A entidade alerta que excesso de peso na infância já se traduz em condições de saúde associadas a adultos, como hipertensão e doenças cardiovasculares. Segundo o atlas, a projeção é que, até 2040, 57,6 milhões de crianças apresentem sinais precoces de doença cardiovascular e 43,2 milhões desenvolvam sinais de hipertensão.

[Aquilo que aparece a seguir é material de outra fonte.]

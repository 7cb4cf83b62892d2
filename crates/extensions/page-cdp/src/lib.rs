//! Chrome page backend for Herbie over the DevTools Protocol.
//!
//! 1. Start Chrome with remote debugging:
//!    ```bash
//!    chrome --remote-debugging-port=9222
//!    ```
//!
//! 2. Attach and hand the page to an engine session:
//!    ```rust,ignore
//!    let client = CdpClient::connect("http://localhost:9222").await?;
//!    let page = CdpPage::new(client.page(None).await?);
//!    ```
//!
//! Elements are addressed through a registry the backend injects into each
//! document. The backend cannot stream DOM mutations, so watchers poll.

mod client;
mod error;
mod page;
mod protocol;
mod script;
mod session;

pub use client::CdpClient;
pub use error::CdpError;
pub use page::CdpPage;
pub use protocol::{BrowserVersion, PageInfo};
pub use session::PageSession;
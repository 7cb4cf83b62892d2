//! Configuration schema definitions.

use serde::{Deserialize, Serialize};

/// Root configuration.
#[derive(Debug, Clone, Default, PartialEq, Serialize, Deserialize)]
pub struct Config {
    #[serde(default)]
    pub parser: ParserConfig,

    #[serde(default)]
    pub locator: LocatorConfig,

    #[serde(default)]
    pub executor: ExecutorConfig,

    #[serde(default)]
    pub verification: VerificationConfig,

    #[serde(default)]
    pub browser: BrowserConfig,

    #[serde(default)]
    pub storage: StorageConfig,
}

/// Parser configuration.
#[derive(Debug, Clone, PartialEq, Serialize, Deserialize)]
pub struct ParserConfig {
    /// Timeout assigned to every parsed command.
    #[serde(default = "default_command_timeout")]
    pub default_timeout_ms: u64,
}

impl Default for ParserConfig {
    fn default() -> Self {
        Self {
            default_timeout_ms: default_command_timeout(),
        }
    }
}

fn default_command_timeout() -> u64 {
    5000
}

/// Element locator configuration.
#[derive(Debug, Clone, PartialEq, Serialize, Deserialize)]
pub struct LocatorConfig {
    #[serde(default = "default_retries")]
    pub retries: u32,

    /// Fixed delay between attempts.
    #[serde(default = "default_retry_delay")]
    pub retry_delay_ms: u64,

    /// Parent levels climbed from a heading before searching for the target.
    #[serde(default = "default_heading_depth")]
    pub heading_depth: usize,
}

impl Default for LocatorConfig {
    fn default() -> Self {
        Self {
            retries: default_retries(),
            retry_delay_ms: default_retry_delay(),
            heading_depth: default_heading_depth(),
        }
    }
}

fn default_retries() -> u32 {
    5
}

fn default_retry_delay() -> u64 {
    1000
}

fn default_heading_depth() -> usize {
    1
}

/// What the executor does when a step's element cannot be found.
#[derive(Debug, Clone, Copy, Default, PartialEq, Eq, Serialize, Deserialize)]
#[serde(rename_all = "lowercase")]
pub enum OnElementNotFound {
    /// Report the failure and stop the run.
    #[default]
    Abort,
    /// Keep polling until the command's timeout is spent, then move on.
    Skip,
}

/// Executor configuration.
#[derive(Debug, Clone, PartialEq, Serialize, Deserialize)]
pub struct ExecutorConfig {
    /// Pre-action delay for commands without a timeout.
    #[serde(default = "default_delay")]
    pub default_delay_ms: u64,

    #[serde(default)]
    pub on_element_not_found: OnElementNotFound,

    /// Poll interval of the skip policy's countdown.
    #[serde(default = "default_skip_poll")]
    pub skip_poll_ms: u64,
}

impl Default for ExecutorConfig {
    fn default() -> Self {
        Self {
            default_delay_ms: default_delay(),
            on_element_not_found: OnElementNotFound::default(),
            skip_poll_ms: default_skip_poll(),
        }
    }
}

fn default_delay() -> u64 {
    500
}

fn default_skip_poll() -> u64 {
    100
}

/// Passive verification configuration.
#[derive(Debug, Clone, PartialEq, Serialize, Deserialize)]
pub struct VerificationConfig {
    /// Deadline for element verifications.
    #[serde(default = "default_verification_timeout")]
    pub timeout_ms: u64,

    /// Deadline for title and URL verifications.
    #[serde(default = "default_page_timeout")]
    pub page_timeout_ms: u64,

    #[serde(default = "default_poll_interval")]
    pub poll_interval_ms: u64,
}

impl Default for VerificationConfig {
    fn default() -> Self {
        Self {
            timeout_ms: default_verification_timeout(),
            page_timeout_ms: default_page_timeout(),
            poll_interval_ms: default_poll_interval(),
        }
    }
}

fn default_verification_timeout() -> u64 {
    60_000
}

fn default_page_timeout() -> u64 {
    30_000
}

fn default_poll_interval() -> u64 {
    500
}

/// Browser connection configuration.
#[derive(Debug, Clone, PartialEq, Serialize, Deserialize)]
pub struct BrowserConfig {
    #[serde(default = "default_cdp_endpoint")]
    pub cdp_endpoint: String,
}

impl Default for BrowserConfig {
    fn default() -> Self {
        Self {
            cdp_endpoint: default_cdp_endpoint(),
        }
    }
}

fn default_cdp_endpoint() -> String {
    "http://localhost:9222".to_string()
}

/// Persisted state configuration.
#[derive(Debug, Clone, PartialEq, Serialize, Deserialize)]
pub struct StorageConfig {
    #[serde(default = "default_state_path")]
    pub state_path: String,
}

impl Default for StorageConfig {
    fn default() -> Self {
        Self {
            state_path: default_state_path(),
        }
    }
}

fn default_state_path() -> String {
    "~/.herbie/state.json".to_string()
}

#[cfg(test)]
#[path = "schema_tests.rs"]
mod tests;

O relatório também aponta que as políticas públicas permanecem insuficientes para enfrentar a obesidade infantil globalmente, com muitos países distantes do conjunto de medidas necessárias para prevenção, vigilância, rastreamento e manejo da doença. Entre as ações recomendadas estão a taxação de bebidas com açúcar, restrições ao marketing voltado a crianças (incluindo em plataformas digitais), adoção das recomendações globais de atividade física para menores, proteção ao aleitamento materno, melhoria da alimentação escolar e integração da prevenção e do tratamento aos sistemas de atenção primária.
Brasil
No Brasil, o atlas aponta que 6,6 milhões de crianças entre 5 e 9 anos estão com sobrepeso ou obesidade. Entre os que têm de 10 a 19 anos, o número é de 9,9 milhões, totalizando 16,5 milhões de crianças e adolescentes de 5 a 19 anos com excesso de peso.
Do total estimado, em 2025 quase 1,4 milhão foram diagnosticados com hipertensão atribuída ao Índice de Massa Corporal (IMC); 572 mil com hiperglicemia atribuída ao IMC; 1,8 milhão com triglicerídeos elevados atribuídos ao IMC; e 4 milhões com doença hepática esteatótica metabólica.
A previsão para 2040 indica, no Brasil, mais de 1,6 milhão de crianças e adolescentes de 5 a 19 anos diagnosticados com hipertensão atribuída ao IMC; 635 mil com hiperglicemia atribuída ao IMC; 2,1 milhões com triglicerídeos elevados atribuídos ao IMC; e 4,6 milhões com doença hepática esteatótica metabólica.

Análise
Bruno Halpern, vice-presidente da Associação Brasileira para o Estudo da Obesidade e Síndrome Metabólica (Abeso), qualificou os números como “crescimento assustador”, sobretudo em países de média e baixa renda. Halpern afirmou que a expansão do consumo de alimentos ultraprocessados, baratos e com baixo valor nutricional atinge principalmente crianças de classes socioeconômicas mais baixas.
Ele ressaltou que o Brasil não é exceção e que dados anteriores já apontavam um aumento expressivo: segundo Halpern, havia expectativa de que, em dez anos, metade das crianças e adolescentes no país teria sobrepeso ou obesidade. O médico também defendeu estratégias como taxação de ultraprocessados e refrigerantes, redução da propaganda infantil e atenção à obesidade materna como forma de prevenção em crianças.